QUOTE(badlydrawnjeff @ Sat 27th September 2008, 8:10am)
![*](style_images/brack/post_snapback.gif)
QUOTE(JoseClutch @ Mon 22nd September 2008, 9:20pm)
![*](style_images/brack/post_snapback.gif)
Reliable sources is supposed to be a code word for "Do not listen to crazy people". It does not always work out that way, though.
Except that the RS guideline/policy was written before a swath of new reliable sources came into being. RS is still pathetically 5 years behind reality, and no one seems to want to fix that.

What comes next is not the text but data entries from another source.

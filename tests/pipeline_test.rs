use anyhow::Result;
use health_etl::config::PipelineConfig;
use health_etl::error::EtlError;
use health_etl::fetch::Fetcher;
use health_etl::pipeline;
use health_etl::storage::{SqliteStorage, Storage};
use std::sync::Arc;
use tempfile::tempdir;
use tokio::io::{AsyncReadExt, AsyncWriteExt};
use tokio::net::TcpListener;

/// Minimal HTTP stub that answers every connection with the same status
/// and JSON body. Returns the base URL to point a pipeline at.
async fn spawn_stub_server(status: u16, body: String) -> String {
    let listener = TcpListener::bind("127.0.0.1:0").await.unwrap();
    let addr = listener.local_addr().unwrap();
    tokio::spawn(async move {
        loop {
            let Ok((mut socket, _)) = listener.accept().await else {
                break;
            };
            let body = body.clone();
            tokio::spawn(async move {
                let mut buf = [0u8; 4096];
                let _ = socket.read(&mut buf).await;
                let reason = match status {
                    200 => "OK",
                    500 => "Internal Server Error",
                    _ => "Error",
                };
                let response = format!(
                    "HTTP/1.1 {status} {reason}\r\n\
                     Content-Type: application/json\r\n\
                     Content-Length: {}\r\n\
                     Connection: close\r\n\r\n{body}",
                    body.len()
                );
                let _ = socket.write_all(response.as_bytes()).await;
                let _ = socket.shutdown().await;
            });
        }
    });
    format!("http://{}", addr)
}

#[tokio::test]
async fn case_pipeline_end_to_end_is_idempotent() -> Result<()> {
    let body = serde_json::json!([
        {"submission_date": "2021-01-01T00:00:00.000", "state": "ca", "new_case": "10", "new_death": null},
        {"submission_date": "2021-01-02T00:00:00.000", "state": "ca", "new_case": "20", "new_death": "1"},
        {"submission_date": "2021-01-01T00:00:00.000", "state": "wa", "new_case": 5, "new_death": 0}
    ])
    .to_string();
    let endpoint = spawn_stub_server(200, body).await;

    let dir = tempdir()?;
    let storage: Arc<dyn Storage> = Arc::new(SqliteStorage::new(dir.path().join("etl.db")));
    let fetcher = Fetcher::new()?;
    let config = PipelineConfig {
        endpoint,
        table: "covid_cases".to_string(),
    };

    let summary = pipeline::run_cases(&fetcher, &storage, &config).await?;
    assert_eq!(summary.fetched, 3);
    assert_eq!(summary.loaded, 3);

    // Second run against the byte-identical response must not accumulate
    pipeline::run_cases(&fetcher, &storage, &config).await?;

    let totals = storage.top_states_by_cases("covid_cases", 5).await?;
    assert_eq!(totals.len(), 2);
    assert_eq!(totals[0].state, "CA");
    assert_eq!(totals[0].total_cases, 30.0);
    assert_eq!(totals[1].state, "WA");
    assert_eq!(totals[1].total_cases, 5.0);
    Ok(())
}

#[tokio::test]
async fn http_error_aborts_before_the_store_is_touched() -> Result<()> {
    let endpoint = spawn_stub_server(500, "oops".to_string()).await;

    let dir = tempdir()?;
    let db_path = dir.path().join("etl.db");
    let storage: Arc<dyn Storage> = Arc::new(SqliteStorage::new(&db_path));
    let fetcher = Fetcher::new()?;
    let config = PipelineConfig {
        endpoint,
        table: "covid_cases".to_string(),
    };

    let err = pipeline::run_cases(&fetcher, &storage, &config)
        .await
        .unwrap_err();
    assert!(matches!(err, EtlError::Fetch { status: 500 }));

    // The loader never ran, so the database file was never created
    assert!(!db_path.exists());
    Ok(())
}

#[tokio::test]
async fn malformed_case_date_aborts_the_run() -> Result<()> {
    let body = serde_json::json!([
        {"submission_date": "garbage", "state": "ca", "new_case": "1", "new_death": "0"}
    ])
    .to_string();
    let endpoint = spawn_stub_server(200, body).await;

    let dir = tempdir()?;
    let db_path = dir.path().join("etl.db");
    let storage: Arc<dyn Storage> = Arc::new(SqliteStorage::new(&db_path));
    let fetcher = Fetcher::new()?;
    let config = PipelineConfig {
        endpoint,
        table: "covid_cases".to_string(),
    };

    let err = pipeline::run_cases(&fetcher, &storage, &config)
        .await
        .unwrap_err();
    assert!(matches!(err, EtlError::Parse(_)));
    assert!(!db_path.exists());
    Ok(())
}

#[tokio::test]
async fn vaccination_pipeline_drops_countyless_rows_and_keeps_bad_dates() -> Result<()> {
    let body = serde_json::json!([
        {
            "date": "2021-06-01T00:00:00.000",
            "recip_county": "King County",
            "recip_state": "WA",
            "series_complete_pop_pct": "45.3",
            "administered_dose1_recip": "1200000",
            "administered_dose1_pop_pct": "55.1"
        },
        {
            "date": "06/01/2021",
            "recip_county": "Pierce County",
            "recip_state": "WA",
            "series_complete_pop_pct": null,
            "administered_dose1_recip": "900",
            "administered_dose1_pop_pct": "12.5"
        },
        {
            "date": "2021-06-01T00:00:00.000",
            "recip_county": "",
            "recip_state": "WA",
            "series_complete_pop_pct": "45.3",
            "administered_dose1_recip": "0",
            "administered_dose1_pop_pct": "0"
        }
    ])
    .to_string();
    let endpoint = spawn_stub_server(200, body).await;

    let dir = tempdir()?;
    let db_path = dir.path().join("etl.db");
    let storage: Arc<dyn Storage> = Arc::new(SqliteStorage::new(&db_path));
    let fetcher = Fetcher::new()?;
    let config = PipelineConfig {
        endpoint,
        table: "vaccinations".to_string(),
    };

    let summary = pipeline::run_vaccinations(&fetcher, &storage, &config).await?;
    assert_eq!(summary.fetched, 3);
    assert_eq!(summary.loaded, 2);

    let conn = rusqlite::Connection::open(&db_path)?;
    let mut stmt = conn.prepare("SELECT county, date FROM vaccinations ORDER BY county")?;
    let rows: Vec<(String, Option<String>)> = stmt
        .query_map([], |row| Ok((row.get(0)?, row.get(1)?)))?
        .collect::<std::result::Result<_, _>>()?;

    assert_eq!(
        rows,
        vec![
            ("King County".to_string(), Some("2021-06-01".to_string())),
            ("Pierce County".to_string(), None),
        ]
    );
    Ok(())
}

RS cannot be "fixed" -- it was never a good idea to begin with. Reliable publications sometimes print wild ideas just to get them out there and show they have open minds, even if they are very unlike to be true. Pons/Fleischman cold fusion and bubble-induced hydrogen fusion being examples. They weren't repeatable. There was an article reporting the possible existance of a free quark, by finding a possible fractional charge on a niobium sphere (T-shirt: "It takes niobium balls to be a physicist"). Not repeatable. Papers reporting a very small fractional difference in inertial and gravitational mass between different chemical elements show up from time to time. Lots of papers finding evidence against human-causation for the recent climate change are out there (but completely overwhelmed by papers suggesting the opposite).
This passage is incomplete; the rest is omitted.